Furthermore it wasn't intuitive to me that my user account would decrypt more than just my home directory.


What does this even mean? It's like throwing around the word 'bloat'.

We can explain it to you, but we can't understand it for you.

Explanation: Microslop is a power hungry, greedy and frankly evil corporation whose only goal is complete financial domination of the government, business, and personal tech industries. They actively promote making regressive software, increasing complexity, and hiding straightforward processes behind an information veil.

Example: Go to learn.microsoft.com and try to actually learn HOW to do anything. You'll read 35 pages of text talking about the concept of working with a specific microslop product but not 1 single explicit example of HOW to accomplish a specific task.

Example: Windows 11

Example: Copilot

The whole company is run by backassward tech hicks and digital yokels who can't think past a dime on the floor for a dollar in customer satisfaction, and somehow they run the majority of non-server space or personal device tech on the planet.


Funny enough, I do read the Copilot Studio and Dynamics Customer Service and Power Platform documentation and understand it.
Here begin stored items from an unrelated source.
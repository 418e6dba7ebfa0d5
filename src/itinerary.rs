//! Itinerary assembly.
//!
//! Composes the mock tool reports and the retrieved travel tips into one
//! markdown document and writes it to disk. Deterministic string assembly —
//! no LLM calls and no agent scheduling happen here; a downstream planner
//! is free to feed the same building blocks into its own prompts instead.

use chrono::NaiveDate;
use std::io;
use std::path::Path;

use crate::tools::{ActivityQuery, CabinClass, FlightQuery, HotelQuery};

/// Everything the `plan` command needs to assemble an itinerary.
#[derive(Debug, Clone)]
pub struct PlanRequest {
    pub origin: String,
    pub destination: String,
    pub depart: NaiveDate,
    pub return_date: NaiveDate,
    pub travelers: u32,
    pub cabin_class: CabinClass,
    pub interests: String,
    pub min_hotel_rating: f32,
}

impl PlanRequest {
    pub fn flight_query(&self) -> FlightQuery {
        FlightQuery {
            origin: self.origin.clone(),
            destination: self.destination.clone(),
            departure_date: self.depart,
            travelers: self.travelers,
            cabin_class: self.cabin_class,
        }
    }

    pub fn hotel_query(&self) -> HotelQuery {
        HotelQuery {
            destination: self.destination.clone(),
            check_in: self.depart,
            check_out: self.return_date,
            guests: self.travelers,
            min_rating: self.min_hotel_rating,
        }
    }

    pub fn activity_query(&self) -> ActivityQuery {
        ActivityQuery {
            destination: self.destination.clone(),
            interests: self.interests.clone(),
            duration_hours: 4,
        }
    }
}

/// Assemble the final markdown itinerary from rendered building blocks.
pub fn compose(
    request: &PlanRequest,
    flights: &str,
    hotels: &str,
    activities: &str,
    travel_tips: &str,
) -> String {
    let mut out = String::new();
    out.push_str(&format!(
        "# Travel Itinerary: {} → {}\n\n",
        request.origin, request.destination
    ));
    out.push_str(&format!(
        "**Dates:** {} to {}  \n**Travelers:** {}  \n**Cabin:** {}\n\n",
        request.depart, request.return_date, request.travelers, request.cabin_class
    ));

    out.push_str("## Flights\n\n");
    out.push_str(flights.trim_end());
    out.push_str("\n\n## Accommodation\n\n");
    out.push_str(hotels.trim_end());
    out.push_str("\n\n## Activities\n\n");
    out.push_str(activities.trim_end());
    out.push_str("\n\n## Travel Tips\n\n");
    out.push_str(travel_tips.trim_end());
    out.push('\n');
    out
}

/// Write the itinerary to `path`, creating parent directories as needed.
pub fn write_itinerary(path: &Path, content: &str) -> io::Result<()> {
    if let Some(parent) = path.parent() {
        std::fs::create_dir_all(parent)?;
    }
    std::fs::write(path, content)
}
But reading documentation from any vendor is a skill. Don’t throw me in front of Google or Oracle documentation and expect me to understand it off the bat.

And of course companies in the US are wanting to make money/capture markets. They’re not a charity. None of that has any relation to holding back the industry. Unless you wish to explain how they hold back all FOSS projects.

You don’t need to be rude in your replies. This is HN, not reddit.


I have plenty of users using it for real productivity purposes. Yes, it has access to Exchange Online calendars.

True, but it's so incredibly fragile. 90% of the time copilot returns sensible things, eg when prompted to list all the f2f meetingsI had last month. 10% of the time it fails to find things, makes things up, etc.

Problem: if I cant rely on it for administrative tasks like this, I end up having to do more work to verify what it says. which makes the tool pretty useless.


Could these be different products, like Home edition vs Pro edition?

I only have experience with the M365 enterprise services. I don’t use M365 for personal stuff, I’m too cheap for that.